Five (15.1%) of our patients with EOC experienced amenorrhea before 45 years of age after primary treatment, which is a higher rate compared with that reported in the study by Satoh et al., where only a 5% (6/121) persistent secondary amenorrhea rate in their EOC group was reported [
26]. Because we did not have data on antral follicle counts or anti-Mullerian hormone levels to evaluate the difference in baseline ovarian reserve, a younger median age in their patient group (29 vs. 34) may explain the difference in amenorrhea rates.
Because the act of conception is affected by not only biological determinants but also social and emotional ones, patients undergoing FSS may not necessarily desire to conceive. Studies have indicated that only 16–65.4% of all patients with early-stage EOC who underwent FSS reported active attempts to conceive [
27,
28], which may be explained by their fear of disease recurrence [
29] and marital status [
30]. Chen et al. observed the most common reasons for patients who did not attempt conception after FSS were either being unmarried (70%) or already having children (15%) [
31]. A review study reported that among patients with EOC who underwent FSS and actively attempted to conceive, the rate of pregnancy was 79% (242/307) and that of live births was 76–96% [
32]. In our study, 42.4% of the patients with EOC (14/33) were married, and 85.7% of these married patients (12/14) had at least one post-treatment pregnancy, resulting in a live birth rate of 93.3% (14/15). Unlike in patients with BOTs, patients with EOC had similar pregnancy rates (100% vs. 80%, respectively) regardless of whether they had prior live birth experience.

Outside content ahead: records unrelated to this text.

use super::calculations::{format_percent, is_optimal_ph};
use crate::models::FieldAttributes;

/// Nitrogen level (kg/ha) above which the soil is reported as adequately supplied
pub const ADEQUATE_NITROGEN: f64 = 50.0;

/// Build the justification clauses for a recommended crop.
///
/// Clause order is fixed: pH, irrigation, nitrogen, then the suitability
/// score, which is always present. Clauses whose input is missing are left out.
pub fn generate_explanation(crop: &str, field: &FieldAttributes, score: f64) -> Vec<String> {
    let mut clauses = Vec::with_capacity(4);

    if let Some(ph) = field.soil_ph {
        if is_optimal_ph(ph) {
            clauses.push(format!("Optimal soil pH ({:.1}) for {}", ph, crop));
        } else {
            clauses.push(format!("pH adjustment may be needed for {}", crop));
        }
    }

    if field.irrigation_available {
        clauses.push("Irrigation availability supports good yield".to_string());
    }

    if field.soil_n.is_some_and(|n| n > ADEQUATE_NITROGEN) {
        clauses.push("Adequate nitrogen levels detected".to_string());
    }

    clauses.push(format!("High suitability score: {}", format_percent(score)));

    clauses
}

#[cfg(test)]
mod tests {
    use super::*;

    #[test]
    fn all_clauses_in_order() {
        let field = FieldAttributes::new(20.0, 78.0, 2.0)
            .with_soil_ph(6.5)
            .with_npk(Some(70.0), None, None)
            .with_irrigation(true);

        assert_eq!(
            generate_explanation("wheat", &field, 0.7),
            vec![
                "Optimal soil pH (6.5) for wheat",
                "Irrigation availability supports good yield",
                "Adequate nitrogen levels detected",
                "High suitability score: 70.0%",
            ]
        );
    }

    #[test]
    fn only_score_clause_when_nothing_known() {
        let field = FieldAttributes::new(20.0, 78.0, 2.0);
        assert_eq!(
            generate_explanation("rice", &field, 0.4567),
            vec!["High suitability score: 45.7%"]
        );
    }

    #[test]
    fn ph_outside_optimal_band_needs_adjustment() {
        for ph in [4.0, 5.5, 7.8, 9.0, 0.0] {
            let field = FieldAttributes::new(20.0, 78.0, 2.0).with_soil_ph(ph);
            let clauses = generate_explanation("maize", &field, 0.7);
            assert_eq!(clauses[0], "pH adjustment may be needed for maize");
            assert_eq!(clauses.len(), 2);
        }
    }

    #[test]
    fn ph_is_formatted_with_one_decimal() {
        let field = FieldAttributes::new(20.0, 78.0, 2.0).with_soil_ph(7.25);
        let clauses = generate_explanation("cotton", &field, 0.7);
        assert!(clauses[0].starts_with("Optimal soil pH (7."));
        assert!(clauses[0].ends_with(") for cotton"));
    }

    #[test]
    fn nitrogen_threshold_is_exclusive() {
        let at_threshold = FieldAttributes::new(20.0, 78.0, 2.0).with_npk(Some(50.0), None, None);
        let above = FieldAttributes::new(20.0, 78.0, 2.0).with_npk(Some(50.1), None, None);

        assert!(!generate_explanation("wheat", &at_threshold, 0.7)
            .contains(&"Adequate nitrogen levels detected".to_string()));
        assert!(generate_explanation("wheat", &above, 0.7)
            .contains(&"Adequate nitrogen levels detected".to_string()));
    }

    #[test]
    fn score_clause_always_last() {
        let field = FieldAttributes::new(20.0, 78.0, 2.0)
            .with_soil_ph(6.0)
            .with_irrigation(true);
        let clauses = generate_explanation("wheat", &field, 0.9123);
        assert_eq!(clauses.last().unwrap(), "High suitability score: 91.2%");
    }
}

Among patients with BOTs who underwent FSS, the rate of pregnancy varied widely (17.9% to 100%) [
32]. Among patients with BOTs who expressed a desire to conceive, an overall pregnancy rate of 32–88% was reported for all stages [
33,
34]. Helpman et al. reported a pregnancy rate of 85.6% (18/21) among patients with advanced stage BOTs who underwent FSS and had at least one pregnancy; the rate of live births in these patients was 76.4% (26/34) [
19]. In our study, only 49.3% of the patients with BOTs were married (35/71). Among these married patients, 57.1% (20/35) had at least one pregnancy; the corresponding rate of live births was 88.5% (23/26). A subgroup analysis revealed a higher pregnancy rate in patients without prior live birth experience (82.4% (14/17)) than in those with prior live birth experience (33.3% (6/18)).
For patients with BOTs and EOC who underwent FSS, ART should be considered if persistent infertility is noted. A systematic review addressing this issue concluded that ART can be initiated in patients with stage I BOTs [
34] if required. A systematic review suggested that in EOC, ART may not be associated with an increased risk of relapse, and subsequent pregnancies do not lead to poor oncological outcomes [
35].
Marital status and prior childbirth are correlated with pregnancy rates and the desire to conceive after FSS, as demonstrated in this study and previous studies [
29,
30,
31]. Therefore, a thorough preoperative consultation is essential for confirming whether a patient has a strong desire to conceive. The patient’s age, ovarian reserves, marital status, marital plans, and live birth experience should be considered in the consultation. To help patients make informed surgical decisions, clinicians should provide information regarding the percentage of patients who attempted to conceive after treatment, the corresponding pregnancy rates, live birth rates, and recurrence risks after undergoing FSS relative to those in standard staging surgery, as reported in previous studies. This information can help patients understand the risks and the odds of success and make well-informed choices.